Debt—and Why the Fed Is Trapped

The massive debt levels provide the single most significant risk and challenge to the Federal Reserve. It is also why the Fed is desperate to return inflation to low levels, even if it means weaker economic growth. Such was a point previously made by Jerome Powell:

“We need to act now, forthrightly, strongly as we have been doing. It is very important that inflation expectations remain anchored. What we hope to achieve is a period of growth below trend.”

That last sentence is the most important.

Long read, but worth reading.

As shown, economic growth trends are already falling short of both previous long-term growth trends. The Federal Reserve is now talking about slowing economic activity further in its inflation fight.

The reason that slowing economic growth, and debilitating inflation, is critical for the Fed due to the massive amount of leverage in the economy. If inflation remains high, interest rates will adjust, triggering a debt crisis as servicing requirements increase and defaults rise. Historically, such events led to a recession at best and a financial crisis at worst.

The problem for the Fed is trying to “avoid” a recession while trying to kill inflation.

The Federal Reserve is trying to avoid a recession.

Recessions are not a bad thing. They are a necessary part of the economic cycle and arguably a crucial one.
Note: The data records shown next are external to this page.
#[cfg(test)]
mod tests {
    use super::*;
    use crate::engine::random::ScriptedRandom;
    use crate::id::HouseId;
    use crate::scenario::Scenario;

    fn start() -> Timestamp {
        Timestamp::from_hours(10)
    }

    fn expired() -> Timestamp {
        start().plus_hours(6)
    }

    fn contested() -> Scenario {
        Scenario::new()
            .house("h1")
            .house("h2")
            .player("p1", "h1", 500)
            .player("p2", "h2", 300)
            .tile("a10", Some("h2"))
            .war("h1", "h2")
            .siege("a10", "h1", start())
            .pledge("a10", "p1", 500, Side::Attack, start().plus_millis(1))
            .pledge("a10", "p2", 300, Side::Defend, start().plus_millis(2))
    }

    fn resolve(s: &Scenario, draws: &[f64], now: Timestamp) -> Intent {
        let store = s.store();
        let mut rng = ScriptedRandom::new(draws.iter().copied());
        resolve_siege(&store, s.config(), &TileId::new("a10"), now, &mut rng).unwrap()
    }

    fn report(intent: &Intent) -> &SiegeReport {
        match &intent.outcome {
            Some(Outcome::Siege(report)) => report,
            other => panic!("expected a siege report, got {other:?}"),
        }
    }

    #[test]
    fn attacker_wins_worked_example() {
        let s = contested();
        let intent = resolve(&s, &[0.5, 0.5], expired());
        let report = report(&intent);

        assert_eq!(report.verdict, SiegeVerdict::AttackerWon);
        assert_eq!((report.attack_total, report.defend_total), (500, 300));
        assert_eq!(report.troops_lost, 100);
        assert_eq!(report.money_pot, 12_000);
        assert_eq!(report.troop_pot, 40);
        assert_eq!(
            report.money_shares,
            vec![PlayerShare {
                player: "p1".into(),
                amount: 12_000
            }]
        );

        assert!(intent.mutations.contains(&Mutation::AdjustPlayer {
            player: "p1".into(),
            troops: 0,
            money: 12_000,
        }));
        assert!(intent.mutations.contains(&Mutation::AdjustPlayer {
            player: "p2".into(),
            troops: -60,
            money: 0,
        }));
        assert!(intent.mutations.contains(&Mutation::SetTileOwner {
            tile: TileId::new("a10"),
            owner: Some(HouseId::new("h1")),
        }));
    }

    #[test]
    fn defender_holds_when_draw_is_high() {
        let s = contested();
        // 0.7 >= 500/800
        let intent = resolve(&s, &[0.7, 0.0], expired());
        let report = report(&intent);

        assert_eq!(report.verdict, SiegeVerdict::DefenderHeld);
        // floor(300 * 0.10)
        assert_eq!(report.troops_lost, 30);
        assert!(
            !intent
                .mutations
                .iter()
                .any(|m| matches!(m, Mutation::SetTileOwner { .. }))
        );
        assert!(intent.mutations.contains(&Mutation::AdjustPlayer {
            player: "p1".into(),
            troops: -30 + 40,
            money: 0,
        }));
        assert!(intent.mutations.contains(&Mutation::AdjustPlayer {
            player: "p2".into(),
            troops: 0,
            money: 12_000,
        }));
    }

    #[test]
    fn not_before_expiry() {
        let s = contested();
        let just_before = Timestamp::from_millis(expired().as_millis() - 1);
        let intent = resolve(&s, &[0.5], just_before);
        assert!(intent.is_noop());
        assert!(intent.reply.starts_with("the siege on A10 ends in"));
    }

    #[test]
    fn resolves_exactly_at_expiry() {
        let intent = resolve(&contested(), &[0.5, 0.5], expired());
        assert!(!intent.is_noop());
    }

    #[test]
    fn empty_siege_closes_quietly() {
        let s = Scenario::new()
            .house("h1")
            .house("h2")
            .player("p1", "h1", 10)
            .tile("a10", Some("h2"))
            .war("h1", "h2")
            .siege("a10", "h1", start());
        let intent = resolve(&s, &[0.0], expired());

        assert_eq!(report(&intent).verdict, SiegeVerdict::Uncontested);
        assert_eq!(intent.mutations.len(), 2);
        assert!(
            intent
                .mutations
                .iter()
                .all(|m| matches!(m, Mutation::RemovePledges { .. } | Mutation::RemoveSiege { .. }))
        );
    }

    #[test]
    fn effective_troops_capped_by_current_troops() {
        // p1 pledged 500 but has only 200 left.
        let s = Scenario::new()
            .house("h1")
            .house("h2")
            .player("p1", "h1", 200)
            .player("p2", "h2", 300)
            .tile("a10", Some("h2"))
            .war("h1", "h2")
            .siege("a10", "h1", start())
            .pledge("a10", "p1", 500, Side::Attack, start().plus_millis(1))
            .pledge("a10", "p2", 300, Side::Defend, start().plus_millis(2));
        let intent = resolve(&s, &[0.99, 0.0], expired());
        assert_eq!(report(&intent).attack_total, 200);
    }

    #[test]
    fn unopposed_attack_distributes_no_troop_pot() {
        let s = Scenario::new()
            .house("h1")
            .house("h2")
            .player("p1", "h1", 100)
            .tile("a10", Some("h2"))
            .war("h1", "h2")
            .siege("a10", "h1", start())
            .pledge("a10", "p1", 100, Side::Attack, start().plus_millis(1));
        let intent = resolve(&s, &[0.0, 0.5], expired());
        let report = report(&intent);

        assert!(report.attacker_won());
        assert_eq!(report.troops_lost, 0);
        assert_eq!(report.troop_pot, 0);
        assert_eq!(report.money_pot, 6_000);
    }

    #[test]
    fn loss_remainder_goes_to_largest_then_earliest() {
        let s = Scenario::new()
            .house("h1")
            .house("h2")
            .player("a", "h1", 1_000)
            .player("x", "h2", 100)
            .player("y", "h2", 100)
            .player("z", "h2", 100)
            .tile("a10", Some("h2"))
            .war("h1", "h2")
            .siege("a10", "h1", start())
            .pledge("a10", "a", 1_000, Side::Attack, start().plus_millis(1))
            .pledge("a10", "y", 100, Side::Defend, start().plus_millis(2))
            .pledge("a10", "z", 100, Side::Defend, start().plus_millis(3))
            .pledge("a10", "x", 100, Side::Defend, start().plus_millis(4));
        // L = floor(1000 * 0.10) = 100 over 100/100/100: 33 each, remainder 1
        // to the earliest pledge, which is y's.
        let intent = resolve(&s, &[0.0, 0.0], expired());
        let losses = &report(&intent).losses;
        let loss_of = |p: &str| {
            losses
                .iter()
                .find(|s| s.player.as_str() == p)
                .map(|s| s.amount)
        };
        assert_eq!(loss_of("y"), Some(34));
        assert_eq!(loss_of("z"), Some(33));
        assert_eq!(loss_of("x"), Some(33));
    }

    #[test]
    fn split_pledges_weigh_as_one_pledger() {
        // x pledges 1 + 1 around y's 2, so both defenders weigh 2.
        let s = Scenario::new()
            .house("h1")
            .house("h2")
            .player("a", "h1", 100)
            .player("x", "h2", 10)
            .player("y", "h2", 10)
            .tile("a10", Some("h2"))
            .war("h1", "h2")
            .siege("a10", "h1", start())
            .pledge("a10", "a", 30, Side::Attack, start().plus_millis(1))
            .pledge("a10", "x", 1, Side::Defend, start().plus_millis(2))
            .pledge("a10", "y", 2, Side::Defend, start().plus_millis(3))
            .pledge("a10", "x", 1, Side::Defend, start().plus_millis(4));
        // L = floor(30 * 0.10) = 3: one each, remainder to x, who pledged first.
        let intent = resolve(&s, &[0.0, 0.0], expired());
        let report = report(&intent);

        assert!(report.attacker_won());
        assert_eq!(report.troops_lost, 3);
        assert_eq!(
            report.losses,
            vec![
                PlayerShare {
                    player: "x".into(),
                    amount: 2
                },
                PlayerShare {
                    player: "y".into(),
                    amount: 1
                },
            ]
        );
        // 20 troops per pledge record, split 2:2 between the pledgers.
        assert_eq!(report.troop_pot, 80);
        assert_eq!(
            report.troop_shares,
            vec![
                PlayerShare {
                    player: "x".into(),
                    amount: 40
                },
                PlayerShare {
                    player: "y".into(),
                    amount: 40
                },
            ]
        );
        assert!(intent.mutations.contains(&Mutation::AdjustPlayer {
            player: "x".into(),
            troops: 38,
            money: 0,
        }));
    }
}
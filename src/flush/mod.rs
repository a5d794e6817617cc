//! Plain-file snapshots of the game state.

mod jsonl;

pub use jsonl::{flush_to_jsonl, read_jsonl_store};
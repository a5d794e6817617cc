use std::fmt;

use serde::{Deserialize, Serialize};

pub const MILLIS_PER_SECOND: u64 = 1_000;
pub const MILLIS_PER_MINUTE: u64 = 60 * MILLIS_PER_SECOND;
pub const MILLIS_PER_HOUR: u64 = 60 * MILLIS_PER_MINUTE;

/// Wall-clock instant in milliseconds since the Unix epoch.
///
/// Natural `u64` ordering equals chronological ordering, and the value is
/// what chat platforms and the store exchange directly.
#[derive(Copy, Clone, Debug, Default, PartialEq, Eq, PartialOrd, Ord, Hash, Serialize, Deserialize)]
#[serde(transparent)]
pub struct Timestamp(u64);

impl Timestamp {
    pub const fn from_millis(millis: u64) -> Self {
        Self(millis)
    }

    pub const fn from_hours(hours: u64) -> Self {
        Self(hours * MILLIS_PER_HOUR)
    }

    pub fn as_millis(self) -> u64 {
        self.0
    }

    pub fn plus_millis(self, millis: u64) -> Self {
        Self(self.0.saturating_add(millis))
    }

    pub fn plus_hours(self, hours: u64) -> Self {
        self.plus_millis(hours.saturating_mul(MILLIS_PER_HOUR))
    }

    /// Milliseconds from `self` until `later`, zero if `later` is not after `self`.
    pub fn millis_until(self, later: Timestamp) -> u64 {
        later.0.saturating_sub(self.0)
    }
}

impl fmt::Display for Timestamp {
    fn fmt(&self, f: &mut fmt::Formatter<'_>) -> fmt::Result {
        write!(f, "T+{}ms", self.0)
    }
}

/// Render a remaining duration the way replies show it, e.g. `5h 12m`.
pub fn format_remaining(millis: u64) -> String {
    let hours = millis / MILLIS_PER_HOUR;
    let minutes = (millis % MILLIS_PER_HOUR) / MILLIS_PER_MINUTE;
    match (hours, minutes) {
        (0, 0) => "less than a minute".to_string(),
        (0, m) => format!("{m}m"),
        (h, m) => format!("{h}h {m}m"),
    }
}

#[cfg(test)]
mod tests {
    use super::*;

    #[test]
    fn hours_convert_to_millis() {
        assert_eq!(Timestamp::from_hours(6).as_millis(), 21_600_000);
        assert_eq!(
            Timestamp::from_millis(500).plus_hours(1).as_millis(),
            3_600_500
        );
    }

    #[test]
    fn chronological_ordering() {
        let a = Timestamp::from_millis(1);
        let b = a.plus_millis(1);
        let c = b.plus_hours(1);
        assert!(a < b);
        assert!(b < c);
    }

    #[test]
    fn millis_until_saturates() {
        let a = Timestamp::from_millis(1_000);
        assert_eq!(a.millis_until(Timestamp::from_millis(1_500)), 500);
        assert_eq!(a.millis_until(Timestamp::from_millis(10)), 0);
    }

    #[test]
    fn serde_is_plain_number() {
        let ts = Timestamp::from_millis(1_571_000_000_000);
        assert_eq!(serde_json::to_string(&ts).unwrap(), "1571000000000");
        let parsed: Timestamp = serde_json::from_str("1571000000000").unwrap();
        assert_eq!(parsed, ts);
    }

    #[test]
    fn remaining_format() {
        assert_eq!(format_remaining(0), "less than a minute");
        assert_eq!(format_remaining(5 * MILLIS_PER_MINUTE), "5m");
        assert_eq!(format_remaining(5 * MILLIS_PER_HOUR + 12 * MILLIS_PER_MINUTE), "5h 12m");
    }
}
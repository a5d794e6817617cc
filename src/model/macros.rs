/// Generate `as_str`, `From<T> for String`, and `TryFrom<&str> for T` for a
/// closed, `Copy` enum stored as text.
///
/// `TryFrom` is strict: it accepts exactly the stored spelling and is meant
/// for decoding persisted rows. Lenient parsing of player input stays with
/// each type's `FromStr`.
macro_rules! string_enum {
    ($name:ident { $($variant:ident => $str:literal),+ $(,)? }) => {
        impl $name {
            pub fn as_str(self) -> &'static str {
                match self {
                    $($name::$variant => $str,)+
                }
            }
        }

        impl From<$name> for String {
            fn from(v: $name) -> Self {
                v.as_str().to_string()
            }
        }

        impl TryFrom<&str> for $name {
            type Error = String;

            fn try_from(s: &str) -> Result<Self, Self::Error> {
                match s {
                    $($str => Ok($name::$variant),)+
                    other => Err(format!("unknown {}: {other}", stringify!($name))),
                }
            }
        }
    };
}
Recessions remove the “excesses” built up during the expansion and “reset” the table for the next leg of economic growth. Without “recessions,” the build-up of excesses continues until something breaks.

In the current cycle, the Fed’s interventions and maintenance of low rates for more than a decade allowed fundamentally weak companies to stay in business by taking on cheap debt for unproductive purposes, such as stock buybacks and dividends. Consumers have used low rates to expand consumption by taking on debt. The federal government increased debts and deficits to record levels.

The assumption is that increased debt is not problematic as long as interest rates remain low. But therein lies the trap the Fed faces.

The Fed’s mentality of constant growth, with no tolerance for recession, has allowed this situation to inflate rather than allowing the natural order of the economy to perform its Darwinian function of “weeding out the weak.”

Recessions are inevitable. Debt has been increasing.

After three decades of surging debt against falling inflation and interest rates, the Fed now faces its most difficult position since the late 1970s.

The U.S. economy is more heavily levered today than at any other point in our history. Since 1980, debt levels have continued to increase to fill the income gap. Bigger houses, televisions, computers, etc., all required cheaper debt to finance it.

The chart below shows the inflation-adjusted median living standard and the difference between real disposable incomes (DPI) and the required debt to support it. Beginning in 1990, the gap between DPI and the cost of living went negative, leading to a surge in debt usage. In 2009, DPI alone could no longer support living standards without using debt. Today, it requires almost $7,000 a year in debt to maintain the current standard of living.

The real disposable incomes (DPI) has been decreasing as debt increases.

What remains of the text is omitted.